__EXERCISE REQUIREMENTS__
What lines of the material below hold the string "MalformedHabit"? Copy them out.

__EXERCISE INPUT__
====

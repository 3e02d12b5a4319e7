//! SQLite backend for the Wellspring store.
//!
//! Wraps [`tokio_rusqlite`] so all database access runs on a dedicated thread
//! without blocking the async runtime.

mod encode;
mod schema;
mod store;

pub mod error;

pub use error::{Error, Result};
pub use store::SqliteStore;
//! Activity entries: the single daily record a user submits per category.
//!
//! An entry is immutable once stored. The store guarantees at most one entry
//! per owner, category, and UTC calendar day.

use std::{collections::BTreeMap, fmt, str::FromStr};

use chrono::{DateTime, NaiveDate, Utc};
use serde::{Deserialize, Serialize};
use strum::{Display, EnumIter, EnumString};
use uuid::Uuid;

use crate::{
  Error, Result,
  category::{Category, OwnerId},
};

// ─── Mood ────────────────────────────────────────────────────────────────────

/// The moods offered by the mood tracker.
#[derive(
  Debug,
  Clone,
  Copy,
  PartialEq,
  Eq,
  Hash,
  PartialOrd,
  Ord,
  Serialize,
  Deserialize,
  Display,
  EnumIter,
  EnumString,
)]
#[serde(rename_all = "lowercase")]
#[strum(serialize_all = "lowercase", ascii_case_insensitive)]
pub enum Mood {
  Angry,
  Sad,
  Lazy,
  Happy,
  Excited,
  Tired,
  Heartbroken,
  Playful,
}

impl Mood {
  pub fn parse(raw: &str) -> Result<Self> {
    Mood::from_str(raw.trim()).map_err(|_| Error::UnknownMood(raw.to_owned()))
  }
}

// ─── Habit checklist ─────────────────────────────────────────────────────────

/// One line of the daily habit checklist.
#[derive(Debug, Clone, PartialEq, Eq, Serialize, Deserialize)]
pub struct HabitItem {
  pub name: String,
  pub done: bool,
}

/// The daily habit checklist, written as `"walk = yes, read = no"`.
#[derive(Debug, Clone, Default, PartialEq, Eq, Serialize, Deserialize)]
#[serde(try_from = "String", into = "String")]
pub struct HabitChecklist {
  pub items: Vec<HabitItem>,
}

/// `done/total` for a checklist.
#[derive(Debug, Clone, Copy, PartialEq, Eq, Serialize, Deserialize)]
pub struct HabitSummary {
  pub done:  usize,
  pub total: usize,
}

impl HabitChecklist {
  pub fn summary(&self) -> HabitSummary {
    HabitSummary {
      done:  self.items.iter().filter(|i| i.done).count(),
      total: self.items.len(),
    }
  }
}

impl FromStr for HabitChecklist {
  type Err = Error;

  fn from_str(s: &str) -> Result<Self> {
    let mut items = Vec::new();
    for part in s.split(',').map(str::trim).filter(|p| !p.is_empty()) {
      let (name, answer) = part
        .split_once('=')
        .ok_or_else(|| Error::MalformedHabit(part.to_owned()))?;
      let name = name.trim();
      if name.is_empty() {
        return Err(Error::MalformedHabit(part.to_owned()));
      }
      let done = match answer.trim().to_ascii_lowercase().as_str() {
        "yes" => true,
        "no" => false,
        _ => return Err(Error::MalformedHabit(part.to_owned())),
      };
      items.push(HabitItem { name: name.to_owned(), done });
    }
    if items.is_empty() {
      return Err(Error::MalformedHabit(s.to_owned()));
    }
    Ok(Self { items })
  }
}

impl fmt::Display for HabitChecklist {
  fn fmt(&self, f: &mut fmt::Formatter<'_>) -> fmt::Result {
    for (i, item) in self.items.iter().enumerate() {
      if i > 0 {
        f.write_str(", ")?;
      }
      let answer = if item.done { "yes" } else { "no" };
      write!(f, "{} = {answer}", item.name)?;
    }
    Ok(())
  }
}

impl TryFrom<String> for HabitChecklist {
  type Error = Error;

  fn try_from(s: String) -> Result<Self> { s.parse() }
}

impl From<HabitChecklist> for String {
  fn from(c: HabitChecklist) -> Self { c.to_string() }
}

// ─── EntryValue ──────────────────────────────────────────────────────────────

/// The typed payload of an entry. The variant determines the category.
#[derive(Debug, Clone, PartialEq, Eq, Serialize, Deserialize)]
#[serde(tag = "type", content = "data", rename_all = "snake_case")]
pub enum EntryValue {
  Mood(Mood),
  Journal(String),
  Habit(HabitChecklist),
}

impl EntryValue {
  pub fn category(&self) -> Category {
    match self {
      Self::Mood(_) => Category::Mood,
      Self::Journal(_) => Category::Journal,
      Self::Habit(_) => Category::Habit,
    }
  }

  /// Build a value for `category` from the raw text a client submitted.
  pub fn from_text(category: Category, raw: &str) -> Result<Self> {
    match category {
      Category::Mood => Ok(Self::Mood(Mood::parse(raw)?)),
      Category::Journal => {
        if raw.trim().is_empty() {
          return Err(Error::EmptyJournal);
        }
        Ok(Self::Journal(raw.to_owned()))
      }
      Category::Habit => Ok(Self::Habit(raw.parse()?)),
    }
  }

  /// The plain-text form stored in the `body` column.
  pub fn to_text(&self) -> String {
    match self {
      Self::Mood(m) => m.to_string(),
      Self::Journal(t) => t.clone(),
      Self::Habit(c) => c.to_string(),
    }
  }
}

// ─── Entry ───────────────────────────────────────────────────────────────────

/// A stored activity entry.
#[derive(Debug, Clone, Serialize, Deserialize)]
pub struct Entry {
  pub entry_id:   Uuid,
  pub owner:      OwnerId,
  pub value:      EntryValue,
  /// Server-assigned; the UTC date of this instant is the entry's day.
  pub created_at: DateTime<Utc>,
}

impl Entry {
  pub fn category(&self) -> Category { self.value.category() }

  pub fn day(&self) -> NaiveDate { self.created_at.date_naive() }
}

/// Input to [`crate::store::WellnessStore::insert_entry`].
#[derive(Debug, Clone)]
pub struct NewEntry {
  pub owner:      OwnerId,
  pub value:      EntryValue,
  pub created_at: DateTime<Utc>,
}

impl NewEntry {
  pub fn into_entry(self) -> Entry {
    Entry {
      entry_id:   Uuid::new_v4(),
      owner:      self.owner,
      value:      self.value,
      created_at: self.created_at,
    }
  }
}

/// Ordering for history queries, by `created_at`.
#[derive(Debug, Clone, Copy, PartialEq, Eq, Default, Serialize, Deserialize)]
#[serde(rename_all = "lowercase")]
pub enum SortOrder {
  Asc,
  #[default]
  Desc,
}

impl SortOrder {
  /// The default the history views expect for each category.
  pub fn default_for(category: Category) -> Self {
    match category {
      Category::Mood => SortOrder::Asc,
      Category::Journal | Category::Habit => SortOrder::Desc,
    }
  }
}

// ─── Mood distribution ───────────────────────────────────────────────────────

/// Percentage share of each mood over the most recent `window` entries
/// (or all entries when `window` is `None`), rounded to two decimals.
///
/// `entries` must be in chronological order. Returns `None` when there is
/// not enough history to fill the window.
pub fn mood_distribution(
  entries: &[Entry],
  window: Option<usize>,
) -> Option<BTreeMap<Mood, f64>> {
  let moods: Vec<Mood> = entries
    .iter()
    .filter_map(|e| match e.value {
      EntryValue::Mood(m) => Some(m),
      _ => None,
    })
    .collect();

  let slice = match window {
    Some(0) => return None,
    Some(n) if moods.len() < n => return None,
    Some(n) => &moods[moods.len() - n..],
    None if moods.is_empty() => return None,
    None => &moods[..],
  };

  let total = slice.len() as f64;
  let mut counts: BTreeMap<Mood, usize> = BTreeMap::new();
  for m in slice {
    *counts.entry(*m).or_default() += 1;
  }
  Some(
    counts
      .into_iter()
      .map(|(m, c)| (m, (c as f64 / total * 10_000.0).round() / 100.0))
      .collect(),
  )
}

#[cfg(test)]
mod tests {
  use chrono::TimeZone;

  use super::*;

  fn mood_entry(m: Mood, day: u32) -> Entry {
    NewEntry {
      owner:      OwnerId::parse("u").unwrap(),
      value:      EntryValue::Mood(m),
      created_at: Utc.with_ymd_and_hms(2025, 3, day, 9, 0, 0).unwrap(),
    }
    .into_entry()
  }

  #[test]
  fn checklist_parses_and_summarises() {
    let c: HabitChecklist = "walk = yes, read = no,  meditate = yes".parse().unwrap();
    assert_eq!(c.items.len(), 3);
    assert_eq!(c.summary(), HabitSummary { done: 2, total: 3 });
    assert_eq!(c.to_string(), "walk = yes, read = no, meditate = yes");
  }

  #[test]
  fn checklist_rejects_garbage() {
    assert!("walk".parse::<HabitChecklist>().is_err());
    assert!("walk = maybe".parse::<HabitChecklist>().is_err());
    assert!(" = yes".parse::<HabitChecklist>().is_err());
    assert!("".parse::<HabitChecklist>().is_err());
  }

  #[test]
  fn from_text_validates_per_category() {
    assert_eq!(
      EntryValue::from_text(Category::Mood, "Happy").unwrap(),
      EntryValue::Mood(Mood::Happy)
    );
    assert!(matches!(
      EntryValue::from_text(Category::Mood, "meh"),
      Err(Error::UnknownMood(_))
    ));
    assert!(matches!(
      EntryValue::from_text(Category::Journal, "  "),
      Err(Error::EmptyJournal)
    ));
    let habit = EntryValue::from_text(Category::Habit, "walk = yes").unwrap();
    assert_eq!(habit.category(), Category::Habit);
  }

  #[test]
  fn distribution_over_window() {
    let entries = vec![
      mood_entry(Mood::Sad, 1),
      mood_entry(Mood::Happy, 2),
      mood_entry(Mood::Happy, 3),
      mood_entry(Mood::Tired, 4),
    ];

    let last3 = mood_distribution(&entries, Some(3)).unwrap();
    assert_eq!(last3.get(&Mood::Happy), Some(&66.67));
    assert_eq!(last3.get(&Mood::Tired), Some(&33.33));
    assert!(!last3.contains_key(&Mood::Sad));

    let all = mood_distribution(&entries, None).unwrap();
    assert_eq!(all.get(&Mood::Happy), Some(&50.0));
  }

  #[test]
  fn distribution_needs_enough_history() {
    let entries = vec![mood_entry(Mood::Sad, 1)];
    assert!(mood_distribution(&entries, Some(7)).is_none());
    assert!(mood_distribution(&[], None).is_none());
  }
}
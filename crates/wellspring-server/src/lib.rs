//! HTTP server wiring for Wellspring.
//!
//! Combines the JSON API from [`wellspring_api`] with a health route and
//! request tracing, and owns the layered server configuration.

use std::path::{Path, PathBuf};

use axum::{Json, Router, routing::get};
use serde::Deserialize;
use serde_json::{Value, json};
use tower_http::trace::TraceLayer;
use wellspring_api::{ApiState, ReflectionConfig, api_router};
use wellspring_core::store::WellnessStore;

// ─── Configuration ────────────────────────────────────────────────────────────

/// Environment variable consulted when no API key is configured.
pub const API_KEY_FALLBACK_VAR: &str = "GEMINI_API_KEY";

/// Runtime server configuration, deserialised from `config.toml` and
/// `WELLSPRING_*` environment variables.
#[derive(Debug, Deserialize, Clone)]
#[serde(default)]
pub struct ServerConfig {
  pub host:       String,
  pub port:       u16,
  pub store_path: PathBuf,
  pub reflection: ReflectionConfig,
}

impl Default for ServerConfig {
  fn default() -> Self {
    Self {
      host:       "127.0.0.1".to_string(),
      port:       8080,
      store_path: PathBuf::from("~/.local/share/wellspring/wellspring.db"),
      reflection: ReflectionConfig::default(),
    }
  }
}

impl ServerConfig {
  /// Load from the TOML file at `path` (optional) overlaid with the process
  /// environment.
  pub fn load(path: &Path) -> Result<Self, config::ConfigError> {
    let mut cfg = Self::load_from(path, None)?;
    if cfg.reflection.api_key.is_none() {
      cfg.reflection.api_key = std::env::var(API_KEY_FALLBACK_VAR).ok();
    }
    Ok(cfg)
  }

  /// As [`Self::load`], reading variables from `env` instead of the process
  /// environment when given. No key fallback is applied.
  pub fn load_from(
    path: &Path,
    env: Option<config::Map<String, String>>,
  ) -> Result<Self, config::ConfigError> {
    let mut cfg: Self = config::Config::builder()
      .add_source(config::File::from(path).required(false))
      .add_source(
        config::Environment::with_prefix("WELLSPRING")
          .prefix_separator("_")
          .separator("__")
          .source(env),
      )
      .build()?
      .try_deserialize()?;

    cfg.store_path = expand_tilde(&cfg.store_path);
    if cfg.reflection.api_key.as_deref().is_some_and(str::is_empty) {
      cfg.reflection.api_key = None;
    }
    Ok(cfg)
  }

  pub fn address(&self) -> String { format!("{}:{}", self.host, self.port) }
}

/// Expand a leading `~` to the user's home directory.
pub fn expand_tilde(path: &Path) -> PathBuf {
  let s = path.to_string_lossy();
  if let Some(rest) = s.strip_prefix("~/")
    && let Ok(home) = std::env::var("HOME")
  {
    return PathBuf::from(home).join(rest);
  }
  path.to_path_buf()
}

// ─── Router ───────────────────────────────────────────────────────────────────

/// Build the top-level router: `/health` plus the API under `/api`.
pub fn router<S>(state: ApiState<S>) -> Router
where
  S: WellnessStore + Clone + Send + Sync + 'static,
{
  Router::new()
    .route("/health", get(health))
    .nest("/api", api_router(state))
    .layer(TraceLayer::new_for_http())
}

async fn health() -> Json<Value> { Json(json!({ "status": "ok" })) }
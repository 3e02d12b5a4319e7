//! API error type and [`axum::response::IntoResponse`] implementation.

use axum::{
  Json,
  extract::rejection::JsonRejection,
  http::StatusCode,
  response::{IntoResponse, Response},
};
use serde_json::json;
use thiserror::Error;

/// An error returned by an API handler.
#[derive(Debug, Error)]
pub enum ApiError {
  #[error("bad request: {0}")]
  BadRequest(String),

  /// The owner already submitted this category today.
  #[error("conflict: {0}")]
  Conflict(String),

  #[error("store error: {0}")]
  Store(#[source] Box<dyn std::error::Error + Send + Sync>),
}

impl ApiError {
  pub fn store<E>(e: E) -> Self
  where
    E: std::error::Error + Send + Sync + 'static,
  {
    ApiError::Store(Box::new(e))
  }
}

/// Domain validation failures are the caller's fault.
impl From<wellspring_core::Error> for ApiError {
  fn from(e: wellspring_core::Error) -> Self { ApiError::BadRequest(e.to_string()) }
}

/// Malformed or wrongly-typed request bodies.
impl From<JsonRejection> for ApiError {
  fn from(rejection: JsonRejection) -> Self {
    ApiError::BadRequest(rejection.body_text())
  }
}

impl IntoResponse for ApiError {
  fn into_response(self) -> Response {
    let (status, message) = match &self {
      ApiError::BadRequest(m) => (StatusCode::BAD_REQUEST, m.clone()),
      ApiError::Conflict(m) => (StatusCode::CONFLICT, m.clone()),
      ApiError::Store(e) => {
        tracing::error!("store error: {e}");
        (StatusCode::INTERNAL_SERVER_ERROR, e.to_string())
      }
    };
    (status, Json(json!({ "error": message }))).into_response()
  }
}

====

__RESULT__
        .ok_or_else(|| Error::MalformedHabit(part.to_owned()))?;
        return Err(Error::MalformedHabit(part.to_owned()));
        _ => return Err(Error::MalformedHabit(part.to_owned())),
      return Err(Error::MalformedHabit(s.to_owned()));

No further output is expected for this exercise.